West Belarus (Belarusian: Заходняя Беларусь, Zachodniaja Bielaruś) is the name used in reference to the territory of modern Belarus which belonged to the Second Polish Republic between 1919 and 1939. Since the dissolution of the Soviet Union in 1991, the area, ceded to the USSR in 1945, belongs to the sovereign Republic of Belarus.[1]

The territory forming today's western part of Belarus include in particular, Hrodna and Brest voblasts, as well as parts of today's Minsk and Vitsebsk oblasts. The historical population of West Belarus included Belarusians, Poles, Lithuanians, Jews, and Russians. Many peasants in Polesia (the Poleszuks) used to declare themselves as simply Local people (Tutejszy), or Orthodox, rather than Belarusians (also see: Belarusian minority in Poland).

History

Pursuant to the Treaty of Riga signed in March 1921 between Poland, Soviet Russia (on behalf of Soviet Byelorussia) and the Soviet Ukraine (thus ending the Polish-Soviet War), the territories of modern-day sovereign state of Belarus (part of the Russian Empire) were divided between Poland and the Russian Soviet Federative Socialist Republic. The area that became part of Poland formed the central part of Kresy macroregion. The new borders established between the two countries remained in force throughout the interwar period, up until the outbreak of World War II following the 17 September 1939 Soviet invasion of Poland. They were later redrawn during the Yalta Conference and Potsdam Conference. In Soviet times, the occupied territory was called West Belarus as opposed to East Belarus.

Second Polish Republic

Thousands of Poles settled in the area in the years that followed the Peace of Riga.[2] In the elections of November 1922, a Belarusian party (in the Blok Mniejszości Narodowych coalition) obtained 14 seats in the Polish parliament (11 of them in the lower chamber, Sejm). In the spring of 1923, Polish prime minister Władysław Sikorski ordered a report on the situation of the Belarusian minority in Poland. That summer, a new regulation was passed allowing for the Belarusian language to be used officially both in courts and in schools. Obligatory teaching of the Belarusian language was introduced in all Polish gymnasia in areas inhabited by Belarusians in 1927.

Hramada

The 1991 flag of Belarus used by Belarusian nationalists between world wars

Compared to the (larger) Ukrainian minority living in Poland, Belarusians were much less politically aware and active. The largest Belarusian political organization, the Belarusian Peasants' and Workers' Union Hramada, received logistical help from the Soviet emissaries,[3] and financial aid from the Comintern.[4] By 1927 Hramada was controlled entirely by agents from Moscow.[3] It was banned by the Polish authorities,[3] and further opposition to the Polish government was met with state-imposed sanctions once the connection between Hramada and the Soviet Communist Party of Western Belarus was discovered.[3]
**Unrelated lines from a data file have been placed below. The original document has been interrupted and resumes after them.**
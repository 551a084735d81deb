//! Backend-agnostic query model.
//!
//! A [`QueryOptions`] is a conjunction of [`QueryCondition`]s plus ordering,
//! pagination and projection. There is deliberately no OR / grouping node:
//! every adapter compiles the conditions as a flat AND.

use std::collections::BTreeSet;
use std::fmt;
use std::str::FromStr;

use serde::{Deserialize, Serialize};
use serde_json::Value;

use crate::error::DatabaseError;

/// Comparison operator of a single condition.
#[derive(Debug, Clone, Copy, PartialEq, Eq, Hash, Serialize, Deserialize)]
#[serde(rename_all = "lowercase")]
pub enum Operator {
    Eq,
    Ne,
    Gt,
    Gte,
    Lt,
    Lte,
    In,
    Nin,
    Like,
    Exists,
}

impl Operator {
    pub fn as_str(self) -> &'static str {
        match self {
            Self::Eq => "eq",
            Self::Ne => "ne",
            Self::Gt => "gt",
            Self::Gte => "gte",
            Self::Lt => "lt",
            Self::Lte => "lte",
            Self::In => "in",
            Self::Nin => "nin",
            Self::Like => "like",
            Self::Exists => "exists",
        }
    }
}

impl fmt::Display for Operator {
    fn fmt(&self, f: &mut fmt::Formatter<'_>) -> fmt::Result {
        f.write_str(self.as_str())
    }
}

impl FromStr for Operator {
    type Err = DatabaseError;

    fn from_str(value: &str) -> Result<Self, Self::Err> {
        match value {
            "eq" => Ok(Self::Eq),
            "ne" => Ok(Self::Ne),
            "gt" => Ok(Self::Gt),
            "gte" => Ok(Self::Gte),
            "lt" => Ok(Self::Lt),
            "lte" => Ok(Self::Lte),
            "in" => Ok(Self::In),
            "nin" => Ok(Self::Nin),
            "like" => Ok(Self::Like),
            "exists" => Ok(Self::Exists),
            other => Err(DatabaseError::Unsupported(format!(
                "unknown query operator '{other}'"
            ))),
        }
    }
}

/// One `field <operator> value` predicate.
#[derive(Debug, Clone, PartialEq, Serialize, Deserialize)]
pub struct QueryCondition {
    pub field: String,
    pub operator: Operator,
    pub value: Value,
}

impl QueryCondition {
    pub fn new(field: impl Into<String>, operator: Operator, value: impl Into<Value>) -> Self {
        Self {
            field: field.into(),
            operator,
            value: value.into(),
        }
    }

    pub fn eq(field: impl Into<String>, value: impl Into<Value>) -> Self {
        Self::new(field, Operator::Eq, value)
    }

    pub fn ne(field: impl Into<String>, value: impl Into<Value>) -> Self {
        Self::new(field, Operator::Ne, value)
    }

    pub fn gt(field: impl Into<String>, value: impl Into<Value>) -> Self {
        Self::new(field, Operator::Gt, value)
    }

    pub fn gte(field: impl Into<String>, value: impl Into<Value>) -> Self {
        Self::new(field, Operator::Gte, value)
    }

    pub fn lt(field: impl Into<String>, value: impl Into<Value>) -> Self {
        Self::new(field, Operator::Lt, value)
    }

    pub fn lte(field: impl Into<String>, value: impl Into<Value>) -> Self {
        Self::new(field, Operator::Lte, value)
    }

    pub fn in_list<I, V>(field: impl Into<String>, values: I) -> Self
    where
        I: IntoIterator<Item = V>,
        V: Into<Value>,
    {
        Self::new(
            field,
            Operator::In,
            Value::Array(values.into_iter().map(Into::into).collect()),
        )
    }

    pub fn not_in<I, V>(field: impl Into<String>, values: I) -> Self
    where
        I: IntoIterator<Item = V>,
        V: Into<Value>,
    {
        Self::new(
            field,
            Operator::Nin,
            Value::Array(values.into_iter().map(Into::into).collect()),
        )
    }

    /// Case-insensitive substring match.
    pub fn like(field: impl Into<String>, needle: impl Into<String>) -> Self {
        Self::new(field, Operator::Like, Value::String(needle.into()))
    }

    /// `present = true` matches non-null values, `false` matches null/absent.
    pub fn exists(field: impl Into<String>, present: bool) -> Self {
        Self::new(field, Operator::Exists, Value::Bool(present))
    }

    /// Reject shapes the compilers cannot express before any I/O happens.
    pub fn validate(&self) -> Result<(), DatabaseError> {
        if self.field.trim().is_empty() {
            return Err(DatabaseError::Validation(
                "condition field must not be empty".to_string(),
            ));
        }
        match self.operator {
            Operator::In | Operator::Nin => self.list_values().map(|_| ()),
            Operator::Exists => self.exists_flag().map(|_| ()),
            Operator::Like => self.like_needle().map(|_| ()),
            Operator::Gt | Operator::Gte | Operator::Lt | Operator::Lte if self.value.is_null() => {
                Err(DatabaseError::Validation(format!(
                    "operator '{}' on '{}' cannot compare against null",
                    self.operator, self.field
                )))
            }
            _ => Ok(()),
        }
    }

    pub fn list_values(&self) -> Result<&[Value], DatabaseError> {
        self.value.as_array().map(Vec::as_slice).ok_or_else(|| {
            DatabaseError::Validation(format!(
                "operator '{}' on '{}' requires an array value",
                self.operator, self.field
            ))
        })
    }

    pub fn exists_flag(&self) -> Result<bool, DatabaseError> {
        self.value.as_bool().ok_or_else(|| {
            DatabaseError::Validation(format!(
                "operator 'exists' on '{}' requires a boolean value",
                self.field
            ))
        })
    }

    pub fn like_needle(&self) -> Result<&str, DatabaseError> {
        self.value.as_str().ok_or_else(|| {
            DatabaseError::Validation(format!(
                "operator 'like' on '{}' requires a string value",
                self.field
            ))
        })
    }
}

#[derive(Debug, Clone, Copy, Default, PartialEq, Eq, Serialize, Deserialize)]
#[serde(rename_all = "lowercase")]
pub enum SortDirection {
    #[default]
    Asc,
    Desc,
}

#[derive(Debug, Clone, PartialEq, Eq, Serialize, Deserialize)]
pub struct OrderBy {
    pub field: String,
    #[serde(default)]
    pub direction: SortDirection,
}

/// Filter, ordering, pagination and projection for a read or bulk write.
#[derive(Debug, Clone, Default, PartialEq, Serialize, Deserialize)]
#[serde(rename_all = "camelCase", default)]
pub struct QueryOptions {
    #[serde(rename = "where")]
    pub conditions: Vec<QueryCondition>,
    pub order_by: Vec<OrderBy>,
    pub limit: Option<u64>,
    pub offset: Option<u64>,
    pub select: Option<BTreeSet<String>>,
}

impl QueryOptions {
    pub fn new() -> Self {
        Self::default()
    }

    pub fn filter(mut self, condition: QueryCondition) -> Self {
        self.conditions.push(condition);
        self
    }

    pub fn where_eq(self, field: impl Into<String>, value: impl Into<Value>) -> Self {
        self.filter(QueryCondition::eq(field, value))
    }

    pub fn order_by(mut self, field: impl Into<String>, direction: SortDirection) -> Self {
        self.order_by.push(OrderBy {
            field: field.into(),
            direction,
        });
        self
    }

    pub fn limit(mut self, limit: u64) -> Self {
        self.limit = Some(limit);
        self
    }

    pub fn offset(mut self, offset: u64) -> Self {
        self.offset = Some(offset);
        self
    }

    pub fn select<I, S>(mut self, fields: I) -> Self
    where
        I: IntoIterator<Item = S>,
        S: Into<String>,
    {
        self.select = Some(fields.into_iter().map(Into::into).collect());
        self
    }

    /// Same filter without ordering, pagination or projection; used for totals.
    pub fn filter_only(&self) -> Self {
        Self {
            conditions: self.conditions.clone(),
            ..Self::default()
        }
    }

    pub fn validate(&self) -> Result<(), DatabaseError> {
        for condition in &self.conditions {
            condition.validate()?;
        }
        if self.limit == Some(0) {
            return Err(DatabaseError::Validation(
                "limit must be a positive integer".to_string(),
            ));
        }
        if self.order_by.iter().any(|o| o.field.trim().is_empty()) {
            return Err(DatabaseError::Validation(
                "orderBy field must not be empty".to_string(),
            ));
        }
        if let Some(select) = &self.select
            && select.iter().any(|f| f.trim().is_empty())
        {
            return Err(DatabaseError::Validation(
                "select must not contain empty field names".to_string(),
            ));
        }
        Ok(())
    }
}

#[cfg(test)]
mod tests {
    use serde_json::json;

    use super::*;

    #[test]
    fn options_deserialize_from_api_shape() {
        let options: QueryOptions = serde_json::from_value(json!({
            "where": [
                { "field": "userId", "operator": "eq", "value": "u1" },
                { "field": "tags", "operator": "in", "value": ["a", "b"] }
            ],
            "orderBy": [{ "field": "createdAt", "direction": "desc" }],
            "limit": 10,
            "offset": 20
        }))
        .expect("deserialize");

        assert_eq!(options.conditions.len(), 2);
        assert_eq!(options.conditions[1].operator, Operator::In);
        assert_eq!(options.order_by[0].direction, SortDirection::Desc);
        assert_eq!(options.limit, Some(10));
        assert_eq!(options.offset, Some(20));
        assert!(options.validate().is_ok());
    }

    #[test]
    fn unknown_operator_is_unsupported_not_ignored() {
        let err = "regex".parse::<Operator>().expect_err("unknown operator");
        assert_eq!(err.code(), crate::error::ErrorCode::UnsupportedOperation);

        let parsed: Result<QueryCondition, _> =
            serde_json::from_value(json!({ "field": "a", "operator": "or", "value": 1 }));
        assert!(parsed.is_err());
    }

    #[test]
    fn in_requires_array_and_exists_requires_bool() {
        let bad_in = QueryCondition::new("status", Operator::In, "active");
        assert!(bad_in.validate().is_err());

        let bad_nin = QueryCondition::new("status", Operator::Nin, Value::Null);
        assert!(bad_nin.validate().is_err());

        let bad_exists = QueryCondition::new("deletedAt", Operator::Exists, "yes");
        assert!(bad_exists.validate().is_err());

        assert!(QueryCondition::exists("deletedAt", false).validate().is_ok());
        assert!(QueryCondition::in_list("status", ["a"]).validate().is_ok());
    }

    #[test]
    fn zero_limit_is_rejected() {
        let err = QueryOptions::new().limit(0).validate().expect_err("zero");
        assert_eq!(err.code(), crate::error::ErrorCode::ValidationError);
    }

    #[test]
    fn filter_only_drops_pagination() {
        let options = QueryOptions::new()
            .where_eq("userId", "u1")
            .order_by("name", SortDirection::Asc)
            .limit(5)
            .offset(5)
            .select(["name"]);
        let filter = options.filter_only();
        assert_eq!(filter.conditions, options.conditions);
        assert!(filter.order_by.is_empty());
        assert_eq!(filter.limit, None);
        assert_eq!(filter.offset, None);
        assert_eq!(filter.select, None);
    }
}
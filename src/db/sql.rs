//! Parameterized SQL generation shared by the postgres and libsql adapters.
//!
//! Values are never interpolated: every value becomes a positional
//! placeholder (`$n` / `?n`) and is appended to [`SqlQuery::params`] in the
//! same order. Identifiers are validated and double-quoted.
//!
//! Null handling is normalized so that SQL backends match the document store:
//! `eq null` is `IS NULL`, `ne`/`nin` never match NULL, and ascending sorts put
//! NULLs first.

use crate::config::DatabaseBackend;
use crate::db::query::{Operator, OrderBy, QueryCondition, QueryOptions, SortDirection};
use crate::db::schema::{FieldType, PRIMARY_KEY, SchemaDefinition, lookup};
use crate::db::transform::{StorageValue, Transformer};
use crate::db::validate_identifier;
use crate::error::DatabaseError;

#[derive(Debug, Clone, Copy, PartialEq, Eq)]
pub enum Dialect {
    Postgres,
    Sqlite,
}

/// Escape `LIKE` metacharacters so the needle matches literally under `ESCAPE '\'`.
fn escape_like(needle: &str) -> String {
    let mut escaped = String::with_capacity(needle.len());
    for c in needle.chars() {
        if matches!(c, '\\' | '%' | '_') {
            escaped.push('\\');
        }
        escaped.push(c);
    }
    escaped
}

impl Dialect {
    pub fn backend(self) -> DatabaseBackend {
        match self {
            Self::Postgres => DatabaseBackend::Postgres,
            Self::Sqlite => DatabaseBackend::LibSql,
        }
    }

    fn placeholder(self, index: usize) -> String {
        match self {
            Self::Postgres => format!("${index}"),
            Self::Sqlite => format!("?{index}"),
        }
    }

    fn like(self, column: &str, placeholder: &str) -> String {
        match self {
            Self::Postgres => format!("{column} ILIKE {placeholder} ESCAPE '\\'"),
            Self::Sqlite => format!("LOWER({column}) LIKE LOWER({placeholder}) ESCAPE '\\'"),
        }
    }

    fn unbounded_limit(self) -> &'static str {
        match self {
            Self::Postgres => "ALL",
            Self::Sqlite => "-1",
        }
    }

    fn column_type(self, field_type: FieldType) -> &'static str {
        match (self, field_type) {
            (_, FieldType::String | FieldType::Json) => "TEXT",
            (Self::Postgres, FieldType::Number) => "DOUBLE PRECISION",
            (Self::Postgres, FieldType::Integer) => "BIGINT",
            (Self::Postgres, FieldType::Boolean) => "BOOLEAN",
            (Self::Postgres, FieldType::Date) => "TIMESTAMPTZ",
            (Self::Sqlite, FieldType::Number) => "REAL",
            (Self::Sqlite, FieldType::Integer | FieldType::Boolean) => "INTEGER",
            (Self::Sqlite, FieldType::Date) => "TEXT",
        }
    }
}

/// SQL text plus its positional parameters.
#[derive(Debug, Clone, PartialEq)]
pub struct SqlQuery {
    pub sql: String,
    pub params: Vec<StorageValue>,
}

pub fn quote_ident(name: &str) -> Result<String, DatabaseError> {
    validate_identifier(name)?;
    Ok(format!("\"{name}\""))
}

/// Builds one statement; placeholders are numbered from 1 per builder.
pub struct SqlBuilder<'a> {
    dialect: Dialect,
    transformer: Transformer,
    schema: Option<&'a SchemaDefinition>,
    params: Vec<StorageValue>,
}

impl<'a> SqlBuilder<'a> {
    pub fn new(dialect: Dialect, schema: Option<&'a SchemaDefinition>) -> Self {
        Self {
            dialect,
            transformer: Transformer::new(dialect.backend()),
            schema,
            params: Vec::new(),
        }
    }

    fn bind(&mut self, value: StorageValue) -> String {
        self.params.push(value);
        self.dialect.placeholder(self.params.len())
    }

    fn column(&self, field: &str) -> Result<String, DatabaseError> {
        quote_ident(&self.transformer.storage_name(field))
    }

    fn storage_value(
        &self,
        field: &str,
        value: &serde_json::Value,
    ) -> Result<StorageValue, DatabaseError> {
        self.transformer
            .to_storage_value(field, lookup(self.schema, field), value)
    }

    fn condition(&mut self, condition: &QueryCondition) -> Result<String, DatabaseError> {
        condition.validate()?;
        let column = self.column(&condition.field)?;

        let comparison = |op: &str, builder: &mut Self| -> Result<String, DatabaseError> {
            let value = builder.storage_value(&condition.field, &condition.value)?;
            let placeholder = builder.bind(value);
            Ok(format!("{column} {op} {placeholder}"))
        };

        match condition.operator {
            Operator::Eq if condition.value.is_null() => Ok(format!("{column} IS NULL")),
            Operator::Ne if condition.value.is_null() => Ok(format!("{column} IS NOT NULL")),
            Operator::Eq => comparison("=", self),
            Operator::Ne => comparison("<>", self),
            Operator::Gt => comparison(">", self),
            Operator::Gte => comparison(">=", self),
            Operator::Lt => comparison("<", self),
            Operator::Lte => comparison("<=", self),
            Operator::In | Operator::Nin => {
                let values = condition.list_values()?;
                let negate = condition.operator == Operator::Nin;
                if values.is_empty() {
                    return Ok(if negate { "1 = 1" } else { "1 = 0" }.to_string());
                }
                let mut placeholders = Vec::with_capacity(values.len());
                for value in values {
                    let converted = self.storage_value(&condition.field, value)?;
                    placeholders.push(self.bind(converted));
                }
                let list = placeholders.join(", ");
                Ok(if negate {
                    format!("{column} NOT IN ({list})")
                } else {
                    format!("{column} IN ({list})")
                })
            }
            Operator::Like => {
                let pattern = format!("%{}%", escape_like(condition.like_needle()?));
                let placeholder = self.bind(StorageValue::Text(pattern));
                Ok(self.dialect.like(&column, &placeholder))
            }
            Operator::Exists => Ok(if condition.exists_flag()? {
                format!("{column} IS NOT NULL")
            } else {
                format!("{column} IS NULL")
            }),
        }
    }

    /// ` WHERE a AND b ...` in caller order, or an empty string.
    pub fn where_clause(&mut self, conditions: &[QueryCondition]) -> Result<String, DatabaseError> {
        if conditions.is_empty() {
            return Ok(String::new());
        }
        let mut parts = Vec::with_capacity(conditions.len());
        for condition in conditions {
            parts.push(self.condition(condition)?);
        }
        Ok(format!(" WHERE {}", parts.join(" AND ")))
    }

    /// ` ORDER BY ...` with the first entry as the primary sort key.
    pub fn order_by_clause(&self, order_by: &[OrderBy]) -> Result<String, DatabaseError> {
        if order_by.is_empty() {
            return Ok(String::new());
        }
        let parts = order_by
            .iter()
            .map(|entry| {
                let column = self.column(&entry.field)?;
                Ok(match entry.direction {
                    SortDirection::Asc => format!("{column} ASC NULLS FIRST"),
                    SortDirection::Desc => format!("{column} DESC NULLS LAST"),
                })
            })
            .collect::<Result<Vec<_>, DatabaseError>>()?;
        Ok(format!(" ORDER BY {}", parts.join(", ")))
    }

    /// Trailing pagination; OFFSET is only ever emitted behind a LIMIT.
    pub fn limit_clause(&self, limit: Option<u64>, offset: Option<u64>) -> String {
        let offset = offset.filter(|o| *o > 0);
        match (limit, offset) {
            (Some(limit), Some(offset)) => format!(" LIMIT {limit} OFFSET {offset}"),
            (Some(limit), None) => format!(" LIMIT {limit}"),
            (None, Some(offset)) => {
                format!(" LIMIT {} OFFSET {offset}", self.dialect.unbounded_limit())
            }
            (None, None) => String::new(),
        }
    }

    fn finish(self, sql: String) -> SqlQuery {
        SqlQuery {
            sql,
            params: self.params,
        }
    }

    pub fn select(mut self, table: &str, options: &QueryOptions) -> Result<SqlQuery, DatabaseError> {
        options.validate()?;
        let projection = match &options.select {
            Some(fields) if !fields.is_empty() => fields
                .iter()
                .map(|f| self.column(f))
                .collect::<Result<Vec<_>, _>>()?
                .join(", "),
            _ => "*".to_string(),
        };
        let mut sql = format!("SELECT {projection} FROM {}", quote_ident(table)?);
        sql.push_str(&self.where_clause(&options.conditions)?);
        sql.push_str(&self.order_by_clause(&options.order_by)?);
        sql.push_str(&self.limit_clause(options.limit, options.offset));
        Ok(self.finish(sql))
    }

    pub fn count(mut self, table: &str, options: &QueryOptions) -> Result<SqlQuery, DatabaseError> {
        options.validate()?;
        let mut sql = format!("SELECT COUNT(*) FROM {}", quote_ident(table)?);
        sql.push_str(&self.where_clause(&options.conditions)?);
        Ok(self.finish(sql))
    }

    /// `SELECT 1 ... WHERE id = ? LIMIT 1`; used to check before a keyed write.
    pub fn exists_by_id(mut self, table: &str, id: &str) -> Result<SqlQuery, DatabaseError> {
        let pk = self.column(PRIMARY_KEY)?;
        let placeholder = self.bind(StorageValue::Text(id.to_string()));
        let sql = format!(
            "SELECT 1 FROM {} WHERE {pk} = {placeholder} LIMIT 1",
            quote_ident(table)?
        );
        Ok(self.finish(sql))
    }

    pub fn insert(
        mut self,
        table: &str,
        columns: Vec<(String, StorageValue)>,
    ) -> Result<SqlQuery, DatabaseError> {
        let mut names = Vec::with_capacity(columns.len());
        let mut placeholders = Vec::with_capacity(columns.len());
        for (name, value) in columns {
            names.push(quote_ident(&name)?);
            placeholders.push(self.bind(value));
        }
        let sql = format!(
            "INSERT INTO {} ({}) VALUES ({})",
            quote_ident(table)?,
            names.join(", "),
            placeholders.join(", ")
        );
        Ok(self.finish(sql))
    }

    /// SET values bind first, then the WHERE values.
    pub fn update(
        mut self,
        table: &str,
        set: Vec<(String, StorageValue)>,
        conditions: &[QueryCondition],
    ) -> Result<SqlQuery, DatabaseError> {
        let mut assignments = Vec::with_capacity(set.len());
        for (name, value) in set {
            let column = quote_ident(&name)?;
            let placeholder = self.bind(value);
            assignments.push(format!("{column} = {placeholder}"));
        }
        let mut sql = format!(
            "UPDATE {} SET {}",
            quote_ident(table)?,
            assignments.join(", ")
        );
        sql.push_str(&self.where_clause(conditions)?);
        Ok(self.finish(sql))
    }

    pub fn delete(
        mut self,
        table: &str,
        conditions: &[QueryCondition],
    ) -> Result<SqlQuery, DatabaseError> {
        let mut sql = format!("DELETE FROM {}", quote_ident(table)?);
        sql.push_str(&self.where_clause(conditions)?);
        Ok(self.finish(sql))
    }

    /// Idempotent DDL: the table plus an index on the tenant column if present.
    pub fn create_table(self, schema: &SchemaDefinition) -> Result<Vec<String>, DatabaseError> {
        let table = quote_ident(&schema.table_name)?;
        let mut columns = vec![format!("{} TEXT PRIMARY KEY", self.column(PRIMARY_KEY)?)];
        for (name, def) in schema.columns() {
            let mut column = format!(
                "{} {}",
                self.column(name)?,
                self.dialect.column_type(def.field_type)
            );
            if def.required {
                column.push_str(" NOT NULL");
            }
            columns.push(column);
        }
        let mut statements = vec![format!(
            "CREATE TABLE IF NOT EXISTS {table} ({})",
            columns.join(", ")
        )];

        if schema.field_type("userId").is_some() {
            let user_column = self.transformer.storage_name("userId");
            let index = quote_ident(&format!("idx_{}_{user_column}", schema.table_name))?;
            statements.push(format!(
                "CREATE INDEX IF NOT EXISTS {index} ON {table} ({})",
                quote_ident(&user_column)?
            ));
        }
        Ok(statements)
    }
}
Tensions between increasingly nationalistic Polish government and various increasingly separatist ethnic minority groups continued to grow, and the Belarusian minority was no exception. In East Belarus between 1937 and 1938, the Soviet NKVD and the Communist Party made an attempt to exterminate Poles as an ethnic group entirely. The Polish minority there was almost completely annihilated in waves of prison executions, wrote Professor Bogdan Musial.[5] In the course of the largest ethnic shooting-and-deportation action of the Great Terror called the Polish Operation which took place approximately from August 25, 1937 to November 15, 1938 some 111,091 Polish males were murdered by troykas in cold blood.[5][6]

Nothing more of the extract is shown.